§ **Exercise brief**: Your response should consist of every entry, unchanged.

§ **Entries taken from a collection**:
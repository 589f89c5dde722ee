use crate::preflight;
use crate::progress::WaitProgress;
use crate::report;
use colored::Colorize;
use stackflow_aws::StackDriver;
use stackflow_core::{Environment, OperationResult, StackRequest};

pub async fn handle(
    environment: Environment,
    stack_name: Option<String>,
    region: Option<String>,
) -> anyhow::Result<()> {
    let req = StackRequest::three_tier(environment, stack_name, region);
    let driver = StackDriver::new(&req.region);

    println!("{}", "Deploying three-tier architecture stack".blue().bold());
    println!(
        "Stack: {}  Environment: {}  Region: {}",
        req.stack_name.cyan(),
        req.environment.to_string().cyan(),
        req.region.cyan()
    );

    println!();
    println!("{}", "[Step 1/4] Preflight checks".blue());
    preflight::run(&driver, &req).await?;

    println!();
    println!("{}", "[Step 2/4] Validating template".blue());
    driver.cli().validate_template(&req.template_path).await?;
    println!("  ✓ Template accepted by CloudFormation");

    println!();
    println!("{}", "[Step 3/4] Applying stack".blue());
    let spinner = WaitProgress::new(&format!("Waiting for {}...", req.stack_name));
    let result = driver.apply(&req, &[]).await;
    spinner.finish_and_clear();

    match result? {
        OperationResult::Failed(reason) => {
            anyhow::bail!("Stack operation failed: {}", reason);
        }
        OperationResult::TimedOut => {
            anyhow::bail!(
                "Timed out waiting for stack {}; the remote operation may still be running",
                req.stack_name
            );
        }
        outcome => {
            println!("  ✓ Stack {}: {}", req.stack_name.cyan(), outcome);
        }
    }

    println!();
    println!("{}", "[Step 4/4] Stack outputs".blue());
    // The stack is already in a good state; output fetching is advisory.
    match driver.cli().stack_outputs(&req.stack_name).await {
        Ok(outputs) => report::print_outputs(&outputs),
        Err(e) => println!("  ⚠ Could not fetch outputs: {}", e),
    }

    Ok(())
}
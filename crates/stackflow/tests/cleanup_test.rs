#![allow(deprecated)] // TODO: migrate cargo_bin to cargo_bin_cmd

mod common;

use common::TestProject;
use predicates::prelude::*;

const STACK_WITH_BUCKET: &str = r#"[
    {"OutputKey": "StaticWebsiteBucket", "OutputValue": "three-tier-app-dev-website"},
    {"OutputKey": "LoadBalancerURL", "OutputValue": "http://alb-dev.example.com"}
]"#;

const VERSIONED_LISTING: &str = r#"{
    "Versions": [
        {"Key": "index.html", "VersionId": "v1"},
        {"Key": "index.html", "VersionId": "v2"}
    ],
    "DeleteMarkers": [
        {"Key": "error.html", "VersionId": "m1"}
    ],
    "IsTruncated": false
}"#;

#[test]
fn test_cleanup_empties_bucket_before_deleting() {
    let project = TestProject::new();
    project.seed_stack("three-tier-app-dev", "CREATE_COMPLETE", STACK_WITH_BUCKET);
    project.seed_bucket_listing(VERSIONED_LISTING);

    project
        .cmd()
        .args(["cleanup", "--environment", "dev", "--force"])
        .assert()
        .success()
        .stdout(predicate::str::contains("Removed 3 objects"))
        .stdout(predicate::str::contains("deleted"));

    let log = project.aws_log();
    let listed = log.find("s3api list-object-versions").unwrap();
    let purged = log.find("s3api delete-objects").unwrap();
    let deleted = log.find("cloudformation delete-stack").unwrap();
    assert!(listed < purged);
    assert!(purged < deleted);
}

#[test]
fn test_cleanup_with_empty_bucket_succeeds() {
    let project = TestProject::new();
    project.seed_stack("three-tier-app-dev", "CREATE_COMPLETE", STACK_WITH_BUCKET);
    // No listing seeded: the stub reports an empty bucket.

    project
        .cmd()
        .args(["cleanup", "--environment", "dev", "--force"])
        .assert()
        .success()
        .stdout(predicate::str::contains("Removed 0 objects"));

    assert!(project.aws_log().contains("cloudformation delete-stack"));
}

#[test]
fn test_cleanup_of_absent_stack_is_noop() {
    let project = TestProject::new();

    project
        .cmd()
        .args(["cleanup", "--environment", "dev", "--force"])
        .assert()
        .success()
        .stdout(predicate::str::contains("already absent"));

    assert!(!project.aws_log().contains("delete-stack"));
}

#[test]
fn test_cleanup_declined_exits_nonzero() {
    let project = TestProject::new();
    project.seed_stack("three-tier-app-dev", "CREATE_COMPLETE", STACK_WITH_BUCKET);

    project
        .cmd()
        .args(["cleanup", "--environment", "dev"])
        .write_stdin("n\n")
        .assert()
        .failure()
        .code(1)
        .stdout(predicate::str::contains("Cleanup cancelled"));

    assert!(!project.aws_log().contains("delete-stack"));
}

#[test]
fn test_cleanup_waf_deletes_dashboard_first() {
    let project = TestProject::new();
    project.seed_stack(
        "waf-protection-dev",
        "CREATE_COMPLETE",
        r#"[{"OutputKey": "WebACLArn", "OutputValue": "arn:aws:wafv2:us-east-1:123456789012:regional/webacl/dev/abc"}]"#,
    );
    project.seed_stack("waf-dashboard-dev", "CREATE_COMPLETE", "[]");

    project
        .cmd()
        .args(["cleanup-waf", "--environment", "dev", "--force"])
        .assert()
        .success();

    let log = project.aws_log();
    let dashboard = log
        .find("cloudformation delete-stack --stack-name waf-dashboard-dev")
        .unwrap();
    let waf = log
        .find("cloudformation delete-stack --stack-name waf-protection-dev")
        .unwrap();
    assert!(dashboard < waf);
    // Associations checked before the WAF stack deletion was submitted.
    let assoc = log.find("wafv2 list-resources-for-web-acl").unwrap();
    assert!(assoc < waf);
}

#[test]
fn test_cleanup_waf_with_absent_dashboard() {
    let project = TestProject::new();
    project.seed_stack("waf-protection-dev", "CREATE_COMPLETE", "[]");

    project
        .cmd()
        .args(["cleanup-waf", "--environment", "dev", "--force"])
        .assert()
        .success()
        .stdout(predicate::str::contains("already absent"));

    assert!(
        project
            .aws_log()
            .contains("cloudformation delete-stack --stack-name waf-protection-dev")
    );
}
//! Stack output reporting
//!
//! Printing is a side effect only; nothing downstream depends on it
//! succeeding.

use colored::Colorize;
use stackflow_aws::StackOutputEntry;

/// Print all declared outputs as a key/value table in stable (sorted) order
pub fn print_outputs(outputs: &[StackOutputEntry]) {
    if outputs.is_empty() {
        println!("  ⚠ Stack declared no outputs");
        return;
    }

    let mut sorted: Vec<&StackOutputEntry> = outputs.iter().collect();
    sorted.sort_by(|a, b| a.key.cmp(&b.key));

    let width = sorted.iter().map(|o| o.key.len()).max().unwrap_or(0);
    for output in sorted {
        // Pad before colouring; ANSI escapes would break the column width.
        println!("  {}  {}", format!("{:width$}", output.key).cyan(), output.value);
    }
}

§ **Output of the exercise**:
repository 589f89c5dde722ee
use crate::preflight;
use crate::progress::WaitProgress;
use crate::report;
use colored::Colorize;
use stackflow_aws::StackDriver;
use stackflow_core::{Environment, OperationResult, StackRequest};

pub async fn handle(
    environment: Environment,
    stack_name: Option<String>,
    region: Option<String>,
) -> anyhow::Result<()> {
    let req = StackRequest::three_tier(environment, stack_name, region);
    let driver = StackDriver::new(&req.region);

    println!("{}", "Deploying three-tier architecture stack".blue().bold());
    println!(
        "Stack: {}  Environment: {}  Region: {}",
        req.stack_name.cyan(),
        req.environment.to_string().cyan(),
        req.region.cyan()
    );

    println!();
    println!("{}", "[Step 1/4] Preflight checks".blue());
    preflight::run(&driver, &req).await?;

    println!();
    println!("{}", "[Step 2/4] Validating template".blue());
    driver.cli().validate_template(&req.template_path).await?;
    println!("  ✓ Template accepted by CloudFormation");

    println!();
    println!("{}", "[Step 3/4] Applying stack".blue());
    let spinner = WaitProgress::new(&format!("Waiting for {}...", req.stack_name));
    let result = driver.apply(&req, &[]).await;
    spinner.finish_and_clear();

    match result? {
        OperationResult::Failed(reason) => {
            anyhow::bail!("Stack operation failed: {}", reason);
        }
        OperationResult::TimedOut => {
            anyhow::bail!(
                "Timed out waiting for stack {}; the remote operation may still be running",
                req.stack_name
            );
        }
        outcome => {
            println!("  ✓ Stack {}: {}", req.stack_name.cyan(), outcome);
        }
    }

    println!();
    println!("{}", "[Step 4/4] Stack outputs".blue());
    // The stack is already in a good state; output fetching is advisory.
    match driver.cli().stack_outputs(&req.stack_name).await {
        Ok(outputs) => report::print_outputs(&outputs),
        Err(e) => println!("  ⚠ Could not fetch outputs: {}", e),
    }

    Ok(())
}
filename crates/stackflow/tests/cleanup_test.rs
#![allow(deprecated)] // TODO: migrate cargo_bin to cargo_bin_cmd

mod common;

use common::TestProject;
use predicates::prelude::*;

const STACK_WITH_BUCKET: &str = r#"[
    {"OutputKey": "StaticWebsiteBucket", "OutputValue": "three-tier-app-dev-website"},
    {"OutputKey": "LoadBalancerURL", "OutputValue": "http://alb-dev.example.com"}
]"#;

const VERSIONED_LISTING: &str = r#"{
    "Versions": [
        {"Key": "index.html", "VersionId": "v1"},
        {"Key": "index.html", "VersionId": "v2"}
    ],
    "DeleteMarkers": [
        {"Key": "error.html", "VersionId": "m1"}
    ],
    "IsTruncated": false
}"#;

#[test]
fn test_cleanup_empties_bucket_before_deleting() {
    let project = TestProject::new();
    project.seed_stack("three-tier-app-dev", "CREATE_COMPLETE", STACK_WITH_BUCKET);
    project.seed_bucket_listing(VERSIONED_LISTING);

    project
        .cmd()
        .args(["cleanup", "--environment", "dev", "--force"])
        .assert()
        .success()
        .stdout(predicate::str::contains("Removed 3 objects"))
        .stdout(predicate::str::contains("deleted"));

    let log = project.aws_log();
    let listed = log.find("s3api list-object-versions").unwrap();
    let purged = log.find("s3api delete-objects").unwrap();
    let deleted = log.find("cloudformation delete-stack").unwrap();
    assert!(listed < purged);
    assert!(purged < deleted);
}

#[test]
fn test_cleanup_with_empty_bucket_succeeds() {
    let project = TestProject::new();
    project.seed_stack("three-tier-app-dev", "CREATE_COMPLETE", STACK_WITH_BUCKET);
    // No listing seeded: the stub reports an empty bucket.

    project
        .cmd()
        .args(["cleanup", "--environment", "dev", "--force"])
        .assert()
        .success()
        .stdout(predicate::str::contains("Removed 0 objects"));

    assert!(project.aws_log().contains("cloudformation delete-stack"));
}

#[test]
fn test_cleanup_of_absent_stack_is_noop() {
    let project = TestProject::new();

    project
        .cmd()
        .args(["cleanup", "--environment", "dev", "--force"])
        .assert()
        .success()
        .stdout(predicate::str::contains("already absent"));

    assert!(!project.aws_log().contains("delete-stack"));
}

#[test]
fn test_cleanup_declined_exits_nonzero() {
    let project = TestProject::new();
    project.seed_stack("three-tier-app-dev", "CREATE_COMPLETE", STACK_WITH_BUCKET);

    project
        .cmd()
        .args(["cleanup", "--environment", "dev"])
        .write_stdin("n\n")
        .assert()
        .failure()
        .code(1)
        .stdout(predicate::str::contains("Cleanup cancelled"));

    assert!(!project.aws_log().contains("delete-stack"));
}

#[test]
fn test_cleanup_waf_deletes_dashboard_first() {
    let project = TestProject::new();
    project.seed_stack(
        "waf-protection-dev",
        "CREATE_COMPLETE",
        r#"[{"OutputKey": "WebACLArn", "OutputValue": "arn:aws:wafv2:us-east-1:123456789012:regional/webacl/dev/abc"}]"#,
    );
    project.seed_stack("waf-dashboard-dev", "CREATE_COMPLETE", "[]");

    project
        .cmd()
        .args(["cleanup-waf", "--environment", "dev", "--force"])
        .assert()
        .success();

    let log = project.aws_log();
    let dashboard = log
        .find("cloudformation delete-stack --stack-name waf-dashboard-dev")
        .unwrap();
    let waf = log
        .find("cloudformation delete-stack --stack-name waf-protection-dev")
        .unwrap();
    assert!(dashboard < waf);
    // Associations checked before the WAF stack deletion was submitted.
    let assoc = log.find("wafv2 list-resources-for-web-acl").unwrap();
    assert!(assoc < waf);
}

#[test]
fn test_cleanup_waf_with_absent_dashboard() {
    let project = TestProject::new();
    project.seed_stack("waf-protection-dev", "CREATE_COMPLETE", "[]");

    project
        .cmd()
        .args(["cleanup-waf", "--environment", "dev", "--force"])
        .assert()
        .success()
        .stdout(predicate::str::contains("already absent"));

    assert!(
        project
            .aws_log()
            .contains("cloudformation delete-stack --stack-name waf-protection-dev")
    );
}
//! Stack output reporting
//!
//! Printing is a side effect only; nothing downstream depends on it
//! succeeding.

use colored::Colorize;
use stackflow_aws::StackOutputEntry;

/// Print all declared outputs as a key/value table in stable (sorted) order
pub fn print_outputs(outputs: &[StackOutputEntry]) {
    if outputs.is_empty() {
        println!("  ⚠ Stack declared no outputs");
        return;
    }

    let mut sorted: Vec<&StackOutputEntry> = outputs.iter().collect();
    sorted.sort_by(|a, b| a.key.cmp(&b.key));

    let width = sorted.iter().map(|o| o.key.len()).max().unwrap_or(0);
    for output in sorted {
        // Pad before colouring; ANSI escapes would break the column width.
        println!("  {}  {}", format!("{:width$}", output.key).cyan(), output.value);
    }
}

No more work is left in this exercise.